ATLANTA -- Education experts discussed issues from child poverty to state funding during the Georgia Partnership for Excellence in Education seminar Friday in Atlanta.
A major topic was the statewide debate over the Common Core standards, with opponents calling for a complete overhaul and proponents claiming the standards should remain. Georgia is among 44 states to adopt the Common Core standards, which aim to provide a consistent framework for educating students nationwide.
Gov. Nathan Deal has tasked the state Board of Education with reviewing the standards, experts said. Both state Sen. Lindsey Tippins, R-Marietta, and Rep. Brooks Coleman, R-Duluth, said they favor tweaking Common Core instead of completely changing it.
Were talking about a tremendous cost if we try to change things right away, Coleman said.
Experts also discussed a drop in education funding. As child poverty increases in Georgia, schools have less funding and fewer resources. Since 2002, state funding has been cut 15.3 percent per student, and local revenue has dropped 5.8 percent, said Claire Suggs, senior education policy analyst for the Georgia Budget and Policy Institute.
Georgia ranks 40th in per student expenditures, according to a recent national study by Education Week. For more than a decade, school districts have not received money they earn under the state formula for public school funding, state school Superintendent John Barge said.
Our schools are starving in many of our districts, he said. We have to prioritize educational spending, especially in our most rural districts.
Additionally, the College and Career Ready Performance Index, which assesses districts and schools, has recently been a top issue. This year, the CCRPI is changing. The assessment will be more rigorous, and scores are likely to be lower as a result. Also, the assessment will place a bigger emphasis on student growth, said Matt Cardoza, spokesman for the Georgia Department of Education.
In 2015, end-of-course tests will be overhauled as the Criterion-Referenced Competency Tests are slated to end.
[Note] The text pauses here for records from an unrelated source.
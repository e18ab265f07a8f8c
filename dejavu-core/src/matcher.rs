//! Per-dimension matchers.
//!
//! A [`Rule`](crate::Rule) is made of up to three matchers, one per request
//! dimension:
//!
//! | Matcher | Variants |
//! |---------|----------|
//! | [`MethodMatcher`] | `Any`, `Exact` |
//! | [`RouteMatcher`] | `Any`, `Exact`, `Pattern`, `Predicate` |
//! | [`BodyMatcher`] | `Any`, `Shape`, `Predicate` |
//!
//! Predicates are fallible. A predicate that returns an error or panics is
//! reported as a [`MatchError`] and never counts as a match.

use std::any::Any as StdAny;
use std::fmt;
use std::panic::{AssertUnwindSafe, catch_unwind};
use std::str::FromStr;
use std::sync::Arc;

use http::Method;
use regex::Regex;
use serde_json::Value;

use crate::error::{BoxError, Dimension, MatchError, PredicatePanic, RuleError};

type RouteFn = dyn Fn(&str) -> Result<bool, BoxError> + Send + Sync;
type BodyFn = dyn Fn(Option<&Value>) -> Result<bool, BoxError> + Send + Sync;

/// Matches the request method.
///
/// Parse from a string with [`FromStr`]: `*` yields [`MethodMatcher::Any`],
/// anything else must be a single HTTP method token and is compared
/// case-insensitively.
///
/// ```
/// use dejavu_core::MethodMatcher;
///
/// let matcher: MethodMatcher = "get".parse().unwrap();
/// assert!(matcher.is_match(&http::Method::GET));
/// assert!(!matcher.is_match(&http::Method::POST));
///
/// let any: MethodMatcher = "*".parse().unwrap();
/// assert!(any.is_match(&http::Method::DELETE));
/// ```
#[derive(Debug, Clone, PartialEq, Eq)]
pub enum MethodMatcher {
    /// Any method.
    Any,
    /// A single method, compared ignoring ASCII case.
    Exact(Method),
}

impl MethodMatcher {
    /// Returns `true` when `method` satisfies this matcher.
    pub fn is_match(&self, method: &Method) -> bool {
        match self {
            MethodMatcher::Any => true,
            MethodMatcher::Exact(expected) => {
                expected.as_str().eq_ignore_ascii_case(method.as_str())
            }
        }
    }
}

impl From<Method> for MethodMatcher {
    fn from(method: Method) -> Self {
        MethodMatcher::Exact(method)
    }
}

impl FromStr for MethodMatcher {
    type Err = RuleError;

    fn from_str(s: &str) -> Result<Self, Self::Err> {
        let token = s.trim();
        if token == "*" {
            return Ok(MethodMatcher::Any);
        }
        if token.is_empty() {
            return Err(RuleError::InvalidMethod(s.to_owned()));
        }
        Method::from_bytes(token.to_ascii_uppercase().as_bytes())
            .map(MethodMatcher::Exact)
            .map_err(|_| RuleError::InvalidMethod(s.to_owned()))
    }
}

/// Matches the raw request path, query string included.
#[derive(Clone)]
pub enum RouteMatcher {
    /// Any path.
    Any,
    /// Byte-for-byte equality with the raw path.
    Exact(String),
    /// Regular expression tested against the raw path.
    Pattern(Regex),
    /// User supplied predicate over the raw path.
    Predicate(Arc<RouteFn>),
}

impl RouteMatcher {
    /// Matches exactly `path`.
    pub fn exact(path: impl Into<String>) -> Self {
        RouteMatcher::Exact(path.into())
    }

    /// Compiles `pattern` into a regular expression matcher.
    ///
    /// # Errors
    ///
    /// Returns [`RuleError::InvalidPattern`] if the pattern does not compile.
    pub fn pattern(pattern: &str) -> Result<Self, RuleError> {
        Ok(RouteMatcher::Pattern(Regex::new(pattern)?))
    }

    /// Wraps an infallible predicate.
    pub fn predicate<F>(predicate: F) -> Self
    where
        F: Fn(&str) -> bool + Send + Sync + 'static,
    {
        RouteMatcher::Predicate(Arc::new(move |path| Ok(predicate(path))))
    }

    /// Wraps a fallible predicate. An `Err` is reported as a [`MatchError`].
    pub fn try_predicate<F, E>(predicate: F) -> Self
    where
        F: Fn(&str) -> Result<bool, E> + Send + Sync + 'static,
        E: Into<BoxError>,
    {
        RouteMatcher::Predicate(Arc::new(move |path| predicate(path).map_err(Into::into)))
    }

    /// Checks `raw_path` against this matcher.
    ///
    /// # Errors
    ///
    /// Returns [`MatchError`] when a predicate fails or panics.
    pub fn check(&self, raw_path: &str) -> Result<bool, MatchError> {
        match self {
            RouteMatcher::Any => Ok(true),
            RouteMatcher::Exact(path) => Ok(path == raw_path),
            RouteMatcher::Pattern(regex) => Ok(regex.is_match(raw_path)),
            RouteMatcher::Predicate(predicate) => {
                guarded(Dimension::Route, || predicate(raw_path))
            }
        }
    }

    /// Like [`check`](Self::check), but without running predicates: a
    /// predicate matcher may always match.
    pub fn may_match(&self, raw_path: &str) -> bool {
        match self {
            RouteMatcher::Any | RouteMatcher::Predicate(_) => true,
            RouteMatcher::Exact(path) => path == raw_path,
            RouteMatcher::Pattern(regex) => regex.is_match(raw_path),
        }
    }
}

impl From<Regex> for RouteMatcher {
    fn from(regex: Regex) -> Self {
        RouteMatcher::Pattern(regex)
    }
}

impl fmt::Debug for RouteMatcher {
    fn fmt(&self, f: &mut fmt::Formatter<'_>) -> fmt::Result {
        match self {
            RouteMatcher::Any => f.write_str("Any"),
            RouteMatcher::Exact(path) => f.debug_tuple("Exact").field(path).finish(),
            RouteMatcher::Pattern(regex) => {
                f.debug_tuple("Pattern").field(&regex.as_str()).finish()
            }
            RouteMatcher::Predicate(_) => f.write_str("Predicate(..)"),
        }
    }
}

/// Check applied to a single field of a [`BodyShape`].
#[derive(Debug, Clone, PartialEq)]
pub enum FieldCheck {
    /// Field must exist, whatever its value (`0`, `""`, `false` and `null` included).
    Present,
    /// Field must be deep-equal to the value.
    Equals(Value),
}

/// Declared value: `true` means "present", anything else is a literal.
impl From<Value> for FieldCheck {
    fn from(value: Value) -> Self {
        match value {
            Value::Bool(true) => FieldCheck::Present,
            other => FieldCheck::Equals(other),
        }
    }
}

impl FieldCheck {
    fn is_match(&self, field: Option<&Value>) -> bool {
        match (self, field) {
            (FieldCheck::Present, Some(_)) => true,
            (FieldCheck::Equals(expected), Some(actual)) => actual == expected,
            (_, None) => false,
        }
    }
}

/// Declared body shape: an ordered list of field checks.
///
/// A body matches when it is a JSON object and every declared field passes
/// its check. Fields that are not declared are ignored.
///
/// ```
/// use dejavu_core::BodyShape;
/// use serde_json::json;
///
/// let shape = BodyShape::new().present("id").equals("name", "Alice");
/// assert!(shape.is_match(Some(&json!({"id": 0, "name": "Alice", "extra": true}))));
/// assert!(!shape.is_match(Some(&json!({"id": 0}))));
/// ```
#[derive(Debug, Clone, PartialEq, Default)]
pub struct BodyShape {
    fields: Vec<(String, FieldCheck)>,
}

impl BodyShape {
    /// Creates an empty shape. An empty shape matches any body.
    pub fn new() -> Self {
        Self::default()
    }

    /// Requires `field` to be present.
    pub fn present(self, field: impl Into<String>) -> Self {
        self.field(field, FieldCheck::Present)
    }

    /// Requires `field` to equal `value`.
    pub fn equals(self, field: impl Into<String>, value: impl Into<Value>) -> Self {
        self.field(field, FieldCheck::Equals(value.into()))
    }

    /// Adds a check for `field`, replacing any earlier check on the same field.
    pub fn field(mut self, field: impl Into<String>, check: FieldCheck) -> Self {
        let field = field.into();
        match self.fields.iter_mut().find(|(name, _)| *name == field) {
            Some(existing) => existing.1 = check,
            None => self.fields.push((field, check)),
        }
        self
    }

    /// Iterates declared fields in declaration order.
    pub fn fields(&self) -> impl Iterator<Item = (&str, &FieldCheck)> {
        self.fields.iter().map(|(name, check)| (name.as_str(), check))
    }

    /// Returns `true` when `body` satisfies every declared field.
    pub fn is_match(&self, body: Option<&Value>) -> bool {
        if self.fields.is_empty() {
            return true;
        }
        let Some(Value::Object(map)) = body else {
            return false;
        };
        self.fields
            .iter()
            .all(|(name, check)| check.is_match(map.get(name)))
    }
}

impl<K, V> FromIterator<(K, V)> for BodyShape
where
    K: Into<String>,
    V: Into<FieldCheck>,
{
    fn from_iter<I: IntoIterator<Item = (K, V)>>(iter: I) -> Self {
        iter.into_iter()
            .fold(Self::new(), |shape, (name, check)| shape.field(name, check.into()))
    }
}

/// Matches the parsed request body.
#[derive(Clone)]
pub enum BodyMatcher {
    /// Any body, including an absent one.
    Any,
    /// Field-by-field shape check.
    Shape(BodyShape),
    /// User supplied predicate over the (possibly absent) body.
    Predicate(Arc<BodyFn>),
}

impl BodyMatcher {
    /// Wraps an infallible predicate.
    pub fn predicate<F>(predicate: F) -> Self
    where
        F: Fn(Option<&Value>) -> bool + Send + Sync + 'static,
    {
        BodyMatcher::Predicate(Arc::new(move |body| Ok(predicate(body))))
    }

    /// Wraps a fallible predicate. An `Err` is reported as a [`MatchError`].
    pub fn try_predicate<F, E>(predicate: F) -> Self
    where
        F: Fn(Option<&Value>) -> Result<bool, E> + Send + Sync + 'static,
        E: Into<BoxError>,
    {
        BodyMatcher::Predicate(Arc::new(move |body| predicate(body).map_err(Into::into)))
    }

    /// Checks `body` against this matcher.
    ///
    /// # Errors
    ///
    /// Returns [`MatchError`] when a predicate fails or panics.
    pub fn check(&self, body: Option<&Value>) -> Result<bool, MatchError> {
        match self {
            BodyMatcher::Any => Ok(true),
            BodyMatcher::Shape(shape) => Ok(shape.is_match(body)),
            BodyMatcher::Predicate(predicate) => guarded(Dimension::Body, || predicate(body)),
        }
    }
}

impl From<BodyShape> for BodyMatcher {
    fn from(shape: BodyShape) -> Self {
        BodyMatcher::Shape(shape)
    }
}

impl fmt::Debug for BodyMatcher {
    fn fmt(&self, f: &mut fmt::Formatter<'_>) -> fmt::Result {
        match self {
            BodyMatcher::Any => f.write_str("Any"),
            BodyMatcher::Shape(shape) => f.debug_tuple("Shape").field(shape).finish(),
            BodyMatcher::Predicate(_) => f.write_str("Predicate(..)"),
        }
    }
}

/// Runs a predicate, turning both errors and panics into [`MatchError`].
fn guarded<F>(dimension: Dimension, predicate: F) -> Result<bool, MatchError>
where
    F: FnOnce() -> Result<bool, BoxError>,
{
    match catch_unwind(AssertUnwindSafe(predicate)) {
        Ok(result) => result.map_err(|source| MatchError::new(dimension, source)),
        Err(payload) => Err(MatchError::new(
            dimension,
            Box::new(PredicatePanic(panic_message(payload.as_ref()))),
        )),
    }
}

fn panic_message(payload: &(dyn StdAny + Send)) -> String {
    if let Some(message) = payload.downcast_ref::<&str>() {
        (*message).to_owned()
    } else if let Some(message) = payload.downcast_ref::<String>() {
        message.clone()
    } else {
        "non-string panic payload".to_owned()
    }
}

#[cfg(test)]
mod tests {
    use super::*;
    use serde_json::json;

    #[test]
    fn test_method_parse_is_case_insensitive() {
        let matcher: MethodMatcher = "pOsT".parse().unwrap();
        assert_eq!(matcher, MethodMatcher::Exact(Method::POST));
        assert!(matcher.is_match(&Method::POST));
        assert!(!matcher.is_match(&Method::GET));
    }

    #[test]
    fn test_method_extension_compares_ignoring_case() {
        let matcher = MethodMatcher::Exact(Method::from_bytes(b"purge").unwrap());
        assert!(matcher.is_match(&Method::from_bytes(b"PURGE").unwrap()));
    }

    #[test]
    fn test_method_rejects_invalid_tokens() {
        assert!(matches!(
            "".parse::<MethodMatcher>(),
            Err(RuleError::InvalidMethod(_))
        ));
        assert!(matches!(
            "get, post".parse::<MethodMatcher>(),
            Err(RuleError::InvalidMethod(_))
        ));
    }

    #[test]
    fn test_route_exact_includes_query() {
        let matcher = RouteMatcher::exact("/search?q=1");
        assert!(matcher.check("/search?q=1").unwrap());
        assert!(!matcher.check("/search").unwrap());
        assert!(!matcher.check("/search?q=2").unwrap());
    }

    #[test]
    fn test_route_pattern_sees_query() {
        let matcher = RouteMatcher::pattern(r"[?&]debug=1").unwrap();
        assert!(matcher.check("/a?debug=1").unwrap());
        assert!(!matcher.check("/a").unwrap());
    }

    #[test]
    fn test_route_pattern_rejects_invalid_regex() {
        assert!(matches!(
            RouteMatcher::pattern("(unclosed"),
            Err(RuleError::InvalidPattern(_))
        ));
    }

    #[test]
    fn test_route_predicate() {
        let matcher =
            RouteMatcher::predicate(|path| path.contains("user/10") && !path.contains("user/20"));
        assert!(matcher.check("/path/to/user/10").unwrap());
        assert!(!matcher.check("/path/to/user/20").unwrap());
    }

    #[test]
    fn test_route_predicate_error_is_reported() {
        let matcher = RouteMatcher::try_predicate(|_| Err::<bool, _>("backend lookup failed"));
        let error = matcher.check("/a").unwrap_err();
        assert_eq!(error.dimension, Dimension::Route);
        assert_eq!(error.source.to_string(), "backend lookup failed");
    }

    #[test]
    fn test_body_predicate_panic_is_reported() {
        let matcher = BodyMatcher::predicate(|_| panic!("boom"));
        let error = matcher.check(None).unwrap_err();
        assert_eq!(error.dimension, Dimension::Body);
        assert_eq!(error.source.to_string(), "predicate panicked: boom");
    }

    #[test]
    fn test_field_present_accepts_falsy_values() {
        let shape = BodyShape::new().present("flag");
        for value in [json!(0), json!(""), json!(false), json!(null)] {
            assert!(shape.is_match(Some(&json!({ "flag": value }))));
        }
        assert!(!shape.is_match(Some(&json!({ "other": 1 }))));
    }

    #[test]
    fn test_field_equals_is_deep() {
        let shape = BodyShape::new().equals("user", json!({"tags": ["a", "b"]}));
        assert!(shape.is_match(Some(&json!({"user": {"tags": ["a", "b"]}}))));
        assert!(!shape.is_match(Some(&json!({"user": {"tags": ["b", "a"]}}))));
    }

    #[test]
    fn test_shape_requires_object_body() {
        let shape = BodyShape::new().present("id");
        assert!(!shape.is_match(None));
        assert!(!shape.is_match(Some(&json!([1, 2]))));
        assert!(!shape.is_match(Some(&json!("id"))));
    }

    #[test]
    fn test_empty_shape_matches_anything() {
        assert!(BodyShape::new().is_match(None));
    }

    #[test]
    fn test_shape_from_declared_values() {
        let shape: BodyShape = [
            ("id", json!(true)),
            ("name", json!("Mimì")),
            ("n", json!(1)),
            ("id", json!(true)),
        ]
        .into_iter()
        .collect();
        let fields: Vec<_> = shape.fields().collect();
        assert_eq!(
            fields,
            vec![
                ("id", &FieldCheck::Present),
                ("name", &FieldCheck::Equals(json!("Mimì"))),
                ("n", &FieldCheck::Equals(json!(1))),
            ]
        );
        assert_eq!(FieldCheck::from(json!(false)), FieldCheck::Equals(json!(false)));
    }

    #[test]
    fn test_shape_field_replaces_existing_check() {
        let shape = BodyShape::new().present("id").equals("id", 3);
        assert_eq!(shape.fields().count(), 1);
        assert!(!shape.is_match(Some(&json!({"id": 4}))));
    }
}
The new student assessments are expected to include fewer multiple choice questions and more open-ended questions. Therefore, the state likely will cut some mandatory exams, such as separate writing tests for third-, fifth- and eighth-graders, he said.
The partnership released this years list of Top 10 Issues to Watch in Georgia education. Among those issues are school climate, early learning, college and career-ready standards, and new teacher preparation programs. The report covers a variety of topics, including future student assessments, obstacles in completing post-secondary education and a new behavior strategy, which encourages positive behavior among students instead of simply punishing bad behavior. The report can be downloaded at www.gpee.org.
This years report looks at the entire education pipeline from early learning to post-secondary graduates, said Dana Rickman, Georgia Partnerships policy and research director.